Woke up feeling a little bit queasy this morning. We'd been to visit friends the evening before, all of whom over the past couple of weeks, have had a version of a rather enduring tummy bug. Just hope I haven't caught it.

I'm not very often subject to bouts of tummy problems and since we don't have small children or much contact with them, we aren't usually affected by circulating infections.

However, I drank some tea and water and ate some toast and feel rather better now.

"There's usually only one explanation when a piece of toast makes you feel better!" I said to Paul.

In My Day

Working full-time as well as bringing up 2 children was quite a struggle. While, in my fantasies I always imagined having 5 daughters, rather like Mrs Bennett, I knew that would put me under absurd pressure.

So I was determined to stick at 2, so had been fitted with a "copper 7" IUD.

In the autumn of 1978, Beatrice was living with us at Rowan Avenue, following her Canadian adventure. Liz was 6 and Becky about 15 months old.

Paul must have been on earlies that Sunday morning; certainly he wasn't in the house when Beatrice brought in my morning tea. "Ooh!" said I, as I sat up "I feel a bit sick." I drank my tea and nibbled on a Rich Tea biscuit. "I feel better now", I said and clapped my hand to my mouth, unwilling to believe the most likely explanation for this phenomenon.

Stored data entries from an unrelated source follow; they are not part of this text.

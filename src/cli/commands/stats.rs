//! Stats command implementation.

use crate::core::{aggregator, loader};
use crate::models::config::Config;
use crate::Result;
use colored::Colorize;
use std::path::Path;

/// Print counts for the viewing history at `input`.
pub fn stats(input: &Path, top: usize, config: &Config) -> Result<()> {
    let report = loader::load_records(input)?;
    let history = aggregator::aggregate(&report.records, &config.vocabulary)?;

    println!("{}", "Viewing History Statistics".bold().cyan());
    println!("{}", "=".repeat(50));
    println!();

    println!(
        "  Rows:           {} ({} skipped)",
        report.total_rows(),
        report.skipped_rows
    );
    println!("  Viewings:       {}", history.viewing_events());
    println!("  Movies:         {}", history.movies.len());
    println!("  Series:         {}", history.series.len());
    println!("  Seasons:        {}", history.total_seasons());
    println!("  Episodes:       {}", history.total_episodes());
    println!();

    if top == 0 || history.series.is_empty() {
        return Ok(());
    }

    println!("{}", "Most Watched Series:".bold());
    let mut shows = history.sorted_shows();
    // Stable sort keeps names alphabetical within equal counts.
    shows.sort_by(|a, b| b.1.unique_episodes().cmp(&a.1.unique_episodes()));
    let width = shows
        .iter()
        .take(top)
        .map(|(name, _)| name.chars().count())
        .max()
        .unwrap_or(0);

    for (name, show) in shows.iter().take(top) {
        println!(
            "  {:<width$}  {:>4} eps  {} seasons",
            name,
            show.unique_episodes(),
            show.seasons.len(),
            width = width
        );
    }
    println!();

    Ok(())
}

But it was true. A quick jaunt to the doctor made it clear that baby number 3 was on the way. The doctor, in all serious kindness, said that, as the contraception offered by the NHS had failed me, the NHS would also provide an abortion if I so wished. I considered and decided that, although it would be a struggle, I could manage and find the love for number 3.

The midwife told me many cheery tales of beautiful babies born clutching the IUDs in their fists, the queasiness wore off and we told people the news. I told Chris and lamented the fact that I'd just sold a lot of Becky's baby stuff. Soon a £50 Mothercare voucher (£50 was a fair bit) arrived from my sweet and generous brother.

Christmas was approaching and we went to Portsmouth to pay an Xmas visit to friends of ours. As part of the festivities we were invited to join them at the local college bash where barn-dancing was on offer. Great! I did my fair share of dosey-doing and had a good time.

In the morning. I awoke to a puddle of blood. I stayed where I was while Paul sorted out our stuff and got me into the car and whizzed back home as soon as possible.

But it was too late. I called Chris "Thank you so much for the voucher, but there isn't going to be a baby", I told him. "Go spend it on Xmas pressies for the girls", he kindly said. Which I did with Paul, that very same day, buying a little trike for Becky and a dressing gown and duvet for Lizzie, the busy-ness of the shopping taking my mind off the pain.

Some time afterwards, Paul asked me whether I'd like to have a baby anyway. I said no, not having really changed my mind about 2 children and full-time working being enough, and he went and made the final sacrifice.

Every once in a while I wonder about number 3; son, or daughter? and what changes that would have brought to our life.

Right now, however, I'm fairly certain that it's a few short nights and some Cloudy Bay that are responsible for the twirly tummy.